Collected data entries:
-- -- --
//! Integration tests for the booking service.

use std::sync::Arc;

use axum::Router;
use axum::body::Body;
use axum::http::{Request, StatusCode, header};
use http_body_util::BodyExt;
use serde_json::{Value, json};
use tower::ServiceExt;

use gestao_escolar::api::reservas_router;
use gestao_escolar::app::ReservasState;
use gestao_escolar::domain::PeerKind;
use gestao_escolar::test_utils::MockReferenceChecker;

fn app_with_checker(checker: Arc<MockReferenceChecker>) -> Router {
    reservas_router(ReservasState::new(checker))
}

async fn send(router: &Router, method: &str, uri: &str, body: Option<Value>) -> (StatusCode, Value) {
    let builder = Request::builder().method(method).uri(uri);
    let request = match body {
        Some(value) => builder
            .header(header::CONTENT_TYPE, "application/json")
            .body(Body::from(value.to_string()))
            .unwrap(),
        None => builder.body(Body::empty()).unwrap(),
    };

    let response = router.clone().oneshot(request).await.unwrap();
    let status = response.status();
    let bytes = response.into_body().collect().await.unwrap().to_bytes();
    let value = if bytes.is_empty() {
        Value::Null
    } else {
        serde_json::from_slice(&bytes).unwrap()
    };
    (status, value)
}

#[tokio::test]
async fn test_create_reserva_with_known_turma() {
    let checker = Arc::new(MockReferenceChecker::new());
    checker.allow(PeerKind::Turma, 1);
    let app = app_with_checker(checker.clone());

    let (status, created) = send(
        &app,
        "POST",
        "/reservas",
        Some(json!({ "num_sala": 12, "data": "2024-03-15", "turma_id": 1 })),
    )
    .await;
    assert_eq!(status, StatusCode::CREATED);
    assert_eq!(created["id"], 1);
    assert_eq!(created["data"], "2024-03-15");
    // lab defaults to false when omitted
    assert_eq!(created["lab"], false);
    assert_eq!(created["hora_inicio"], Value::Null);
    assert_eq!(checker.call_count(), 1);

    let (_, fetched) = send(&app, "GET", "/reservas/1", None).await;
    assert_eq!(fetched["data"], "2024-03-15");
}

#[tokio::test]
async fn test_create_reserva_rejected_when_roster_unreachable() {
    let checker = Arc::new(MockReferenceChecker::unavailable());
    let app = app_with_checker(checker);

    let (status, body) = send(
        &app,
        "POST",
        "/reservas",
        Some(json!({ "num_sala": 12, "data": "2024-03-15", "turma_id": 1 })),
    )
    .await;
    assert_eq!(status, StatusCode::BAD_REQUEST);
    assert_eq!(body["error"]["type"], "invalid_reference");
    assert!(body["error"]["message"].as_str().unwrap().contains("turma"));

    let (_, listed) = send(&app, "GET", "/reservas", None).await;
    assert_eq!(listed, json!([]));
}

#[tokio::test]
async fn test_create_reserva_malformed_date() {
    let checker = Arc::new(MockReferenceChecker::new());
    checker.allow(PeerKind::Turma, 1);
    let app = app_with_checker(checker.clone());

    let (status, body) = send(
        &app,
        "POST",
        "/reservas",
        Some(json!({ "num_sala": 12, "data": "15/03/2024", "turma_id": 1 })),
    )
    .await;
    assert_eq!(status, StatusCode::BAD_REQUEST);
    assert_eq!(body["error"]["type"], "validation_error");

    // rejected at parse time, before any lookup
    assert_eq!(checker.call_count(), 0);
}

#[tokio::test]
async fn test_update_clears_time_with_explicit_null() {
    let checker = Arc::new(MockReferenceChecker::new());
    checker.allow(PeerKind::Turma, 1);
    let app = app_with_checker(checker.clone());

    send(
        &app,
        "POST",
        "/reservas",
        Some(json!({
            "num_sala": 12,
            "lab": true,
            "data": "2024-03-15",
            "turma_id": 1,
            "hora_inicio": "08:00",
            "hora_fim": "10:00"
        })),
    )
    .await;

    let (status, updated) = send(
        &app,
        "PUT",
        "/reservas/1",
        Some(json!({ "hora_inicio": null })),
    )
    .await;
    assert_eq!(status, StatusCode::OK);
    assert_eq!(updated["hora_inicio"], Value::Null);
    assert_eq!(updated["hora_fim"], "10:00");
    assert_eq!(updated["lab"], true);

    // no reference supplied, no lookup beyond the create
    assert_eq!(checker.call_count(), 1);
}

#[tokio::test]
async fn test_update_revalidates_turma() {
    let checker = Arc::new(MockReferenceChecker::new());
    checker.allow(PeerKind::Turma, 1);
    let app = app_with_checker(checker.clone());

    send(
        &app,
        "POST",
        "/reservas",
        Some(json!({ "num_sala": 12, "data": "2024-03-15", "turma_id": 1 })),
    )
    .await;

    let (status, _) = send(&app, "PUT", "/reservas/1", Some(json!({ "turma_id": 8 }))).await;
    assert_eq!(status, StatusCode::BAD_REQUEST);

    let (_, fetched) = send(&app, "GET", "/reservas/1", None).await;
    assert_eq!(fetched["turma_id"], 1);
}

#[tokio::test]
async fn test_delete_reserva() {
    let checker = Arc::new(MockReferenceChecker::new());
    checker.allow(PeerKind::Turma, 1);
    let app = app_with_checker(checker);

    send(
        &app,
        "POST",
        "/reservas",
        Some(json!({ "num_sala": 12, "data": "2024-03-15", "turma_id": 1 })),
    )
    .await;

    let (status, body) = send(&app, "DELETE", "/reservas/1", None).await;
    assert_eq!(status, StatusCode::NO_CONTENT);
    assert_eq!(body, Value::Null);

    let (status, _) = send(&app, "DELETE", "/reservas/1", None).await;
    assert_eq!(status, StatusCode::NOT_FOUND);
}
-- -- --
■ WHAT THE TASK REQUIRES ■
Return the lines above that include the string "axum".

■ RESPONSE FOR THIS EXERCISE ■
use axum::Router;
use axum::body::Body;
use axum::http::{Request, StatusCode, header};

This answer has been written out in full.